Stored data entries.
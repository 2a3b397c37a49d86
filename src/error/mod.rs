//! Error types for Keygate.

pub mod unified;

pub use unified::{ErrorCategory, RecoverySuggestion};

use thiserror::Error;

use crate::device::{ApproveError, ErrorCode, StartError, StoreError};

/// Primary error type for all Keygate operations outside the core flow.
#[derive(Error, Debug)]
pub enum KeygateError {
    #[error("Configuration error: {0}")]
    Configuration(String),

    #[error("API error (status {status}): {message}")]
    Api {
        status: u16,
        message: String,
        code: Option<ErrorCode>,
    },

    #[error("Network error: {0}")]
    Network(#[from] reqwest::Error),

    #[error("IO error: {0}")]
    Io(#[from] std::io::Error),

    #[error("Serialization error: {0}")]
    Serialization(#[from] serde_json::Error),

    #[error("Store error: {0}")]
    Store(#[from] StoreError),

    #[error("Login failed: {0}")]
    Flow(ErrorCode),

    #[error("Approval failed: {0}")]
    Approve(#[from] ApproveError),

    #[error("Timeout after {0}ms")]
    Timeout(u64),
}

impl From<StartError> for KeygateError {
    fn from(error: StartError) -> Self {
        match error {
            StartError::Store(store) => Self::Store(store),
            other => Self::Api {
                status: 503,
                message: other.to_string(),
                code: Some(ErrorCode::TemporarilyUnavailable),
            },
        }
    }
}

impl KeygateError {
    /// Create an API error from a status and message.
    pub fn api(status: u16, message: impl Into<String>) -> Self {
        Self::Api {
            status,
            message: message.into(),
            code: None,
        }
    }

    /// Classify this error into a category.
    pub fn category(&self) -> ErrorCategory {
        match self {
            Self::Flow(_) => ErrorCategory::Flow,
            Self::Approve(ApproveError::Store(_)) => ErrorCategory::Storage,
            Self::Approve(_) => ErrorCategory::Flow,
            Self::Store(_) => ErrorCategory::Storage,
            Self::Network(_) => ErrorCategory::Network,
            Self::Timeout(_) => ErrorCategory::Timeout,
            Self::Configuration(_) => ErrorCategory::Configuration,
            Self::Serialization(_) => ErrorCategory::Serialization,
            Self::Api { status, code, .. } => match (status, code) {
                (_, Some(ErrorCode::TemporarilyUnavailable)) => ErrorCategory::Server,
                (_, Some(_)) => ErrorCategory::Flow,
                (500..=599, None) => ErrorCategory::Server,
                _ => ErrorCategory::Api,
            },
            _ => ErrorCategory::Unknown,
        }
    }

    /// Whether this error is potentially retryable.
    pub fn is_retryable(&self) -> bool {
        matches!(
            self.category(),
            ErrorCategory::Storage
                | ErrorCategory::Network
                | ErrorCategory::Timeout
                | ErrorCategory::Server
        )
    }

    /// Suggest recovery actions.
    pub fn recovery_suggestion(&self) -> RecoverySuggestion {
        match self.category() {
            ErrorCategory::Flow => RecoverySuggestion::RestartLogin,
            ErrorCategory::Storage => RecoverySuggestion::RetryWithBackoff,
            ErrorCategory::Network => RecoverySuggestion::RetryWithBackoff,
            ErrorCategory::Server => RecoverySuggestion::RetryWithBackoff,
            ErrorCategory::Timeout => RecoverySuggestion::IncreaseTimeout,
            ErrorCategory::Configuration => RecoverySuggestion::CheckConfiguration,
            _ => RecoverySuggestion::ContactSupport,
        }
    }
}

/// Convenience alias.
pub type Result<T> = std::result::Result<T, KeygateError>;
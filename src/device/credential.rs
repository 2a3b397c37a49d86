use std::fmt;

use serde::{Deserialize, Serialize};

use super::codes::random_url_safe;

const KEY_PREFIX: &str = "kg-";
const KEY_BYTES: usize = 32;

/// API key minted when a device authorization is approved.
///
/// `Debug` and `Display` never print the secret; use [`IssuedKey::expose`]
/// at the single point where it is handed to the polling client.
///
/// # Example
/// ```
/// use keygate::device::IssuedKey;
///
/// let key = IssuedKey::mint();
/// assert!(key.expose().starts_with("kg-"));
/// assert_eq!(format!("{key:?}"), "IssuedKey(***)");
/// ```
#[derive(Clone, PartialEq, Eq, Serialize, Deserialize)]
#[serde(transparent)]
pub struct IssuedKey(String);

impl IssuedKey {
    pub fn new(value: impl Into<String>) -> Self {
        Self(value.into())
    }

    /// Mint a fresh key from the OS-seeded CSPRNG.
    pub fn mint() -> Self {
        Self(format!("{KEY_PREFIX}{}", random_url_safe(KEY_BYTES)))
    }

    pub fn expose(&self) -> &str {
        &self.0
    }

    pub fn into_inner(self) -> String {
        self.0
    }
}

impl fmt::Debug for IssuedKey {
    fn fmt(&self, f: &mut fmt::Formatter<'_>) -> fmt::Result {
        f.write_str("IssuedKey(***)")
    }
}

impl fmt::Display for IssuedKey {
    fn fmt(&self, f: &mut fmt::Formatter<'_>) -> fmt::Result {
        f.write_str("***")
    }
}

EXERCISE OBJECTIVE.
Copy each entry above exactly, character for character.

RESPONSE BOX.
repository 2a3b397c37a49d86
filename src/error/mod.rs
//! Error types for Keygate.

pub mod unified;

pub use unified::{ErrorCategory, RecoverySuggestion};

use thiserror::Error;

use crate::device::{ApproveError, ErrorCode, StartError, StoreError};

/// Primary error type for all Keygate operations outside the core flow.
#[derive(Error, Debug)]
pub enum KeygateError {
    #[error("Configuration error: {0}")]
    Configuration(String),

    #[error("API error (status {status}): {message}")]
    Api {
        status: u16,
        message: String,
        code: Option<ErrorCode>,
    },

    #[error("Network error: {0}")]
    Network(#[from] reqwest::Error),

    #[error("IO error: {0}")]
    Io(#[from] std::io::Error),

    #[error("Serialization error: {0}")]
    Serialization(#[from] serde_json::Error),

    #[error("Store error: {0}")]
    Store(#[from] StoreError),

    #[error("Login failed: {0}")]
    Flow(ErrorCode),

    #[error("Approval failed: {0}")]
    Approve(#[from] ApproveError),

    #[error("Timeout after {0}ms")]
    Timeout(u64),
}

impl From<StartError> for KeygateError {
    fn from(error: StartError) -> Self {
        match error {
            StartError::Store(store) => Self::Store(store),
            other => Self::Api {
                status: 503,
                message: other.to_string(),
                code: Some(ErrorCode::TemporarilyUnavailable),
            },
        }
    }
}

impl KeygateError {
    /// Create an API error from a status and message.
    pub fn api(status: u16, message: impl Into<String>) -> Self {
        Self::Api {
            status,
            message: message.into(),
            code: None,
        }
    }

    /// Classify this error into a category.
    pub fn category(&self) -> ErrorCategory {
        match self {
            Self::Flow(_) => ErrorCategory::Flow,
            Self::Approve(ApproveError::Store(_)) => ErrorCategory::Storage,
            Self::Approve(_) => ErrorCategory::Flow,
            Self::Store(_) => ErrorCategory::Storage,
            Self::Network(_) => ErrorCategory::Network,
            Self::Timeout(_) => ErrorCategory::Timeout,
            Self::Configuration(_) => ErrorCategory::Configuration,
            Self::Serialization(_) => ErrorCategory::Serialization,
            Self::Api { status, code, .. } => match (status, code) {
                (_, Some(ErrorCode::TemporarilyUnavailable)) => ErrorCategory::Server,
                (_, Some(_)) => ErrorCategory::Flow,
                (500..=599, None) => ErrorCategory::Server,
                _ => ErrorCategory::Api,
            },
            _ => ErrorCategory::Unknown,
        }
    }

    /// Whether this error is potentially retryable.
    pub fn is_retryable(&self) -> bool {
        matches!(
            self.category(),
            ErrorCategory::Storage
                | ErrorCategory::Network
                | ErrorCategory::Timeout
                | ErrorCategory::Server
        )
    }

    /// Suggest recovery actions.
    pub fn recovery_suggestion(&self) -> RecoverySuggestion {
        match self.category() {
            ErrorCategory::Flow => RecoverySuggestion::RestartLogin,
            ErrorCategory::Storage => RecoverySuggestion::RetryWithBackoff,
            ErrorCategory::Network => RecoverySuggestion::RetryWithBackoff,
            ErrorCategory::Server => RecoverySuggestion::RetryWithBackoff,
            ErrorCategory::Timeout => RecoverySuggestion::IncreaseTimeout,
            ErrorCategory::Configuration => RecoverySuggestion::CheckConfiguration,
            _ => RecoverySuggestion::ContactSupport,
        }
    }
}

/// Convenience alias.
pub type Result<T> = std::result::Result<T, KeygateError>;
filename src/device/credential.rs
repository 2a3b397c37a49d86
use std::fmt;

use serde::{Deserialize, Serialize};

use super::codes::random_url_safe;

const KEY_PREFIX: &str = "kg-";
const KEY_BYTES: usize = 32;

/// API key minted when a device authorization is approved.
///
/// `Debug` and `Display` never print the secret; use [`IssuedKey::expose`]
/// at the single point where it is handed to the polling client.
///
/// # Example
/// ```
/// use keygate::device::IssuedKey;
///
/// let key = IssuedKey::mint();
/// assert!(key.expose().starts_with("kg-"));
/// assert_eq!(format!("{key:?}"), "IssuedKey(***)");
/// ```
#[derive(Clone, PartialEq, Eq, Serialize, Deserialize)]
#[serde(transparent)]
pub struct IssuedKey(String);

impl IssuedKey {
    pub fn new(value: impl Into<String>) -> Self {
        Self(value.into())
    }

    /// Mint a fresh key from the OS-seeded CSPRNG.
    pub fn mint() -> Self {
        Self(format!("{KEY_PREFIX}{}", random_url_safe(KEY_BYTES)))
    }

    pub fn expose(&self) -> &str {
        &self.0
    }

    pub fn into_inner(self) -> String {
        self.0
    }
}

impl fmt::Debug for IssuedKey {
    fn fmt(&self, f: &mut fmt::Formatter<'_>) -> fmt::Result {
        f.write_str("IssuedKey(***)")
    }
}

impl fmt::Display for IssuedKey {
    fn fmt(&self, f: &mut fmt::Formatter<'_>) -> fmt::Result {
        f.write_str("***")
    }
}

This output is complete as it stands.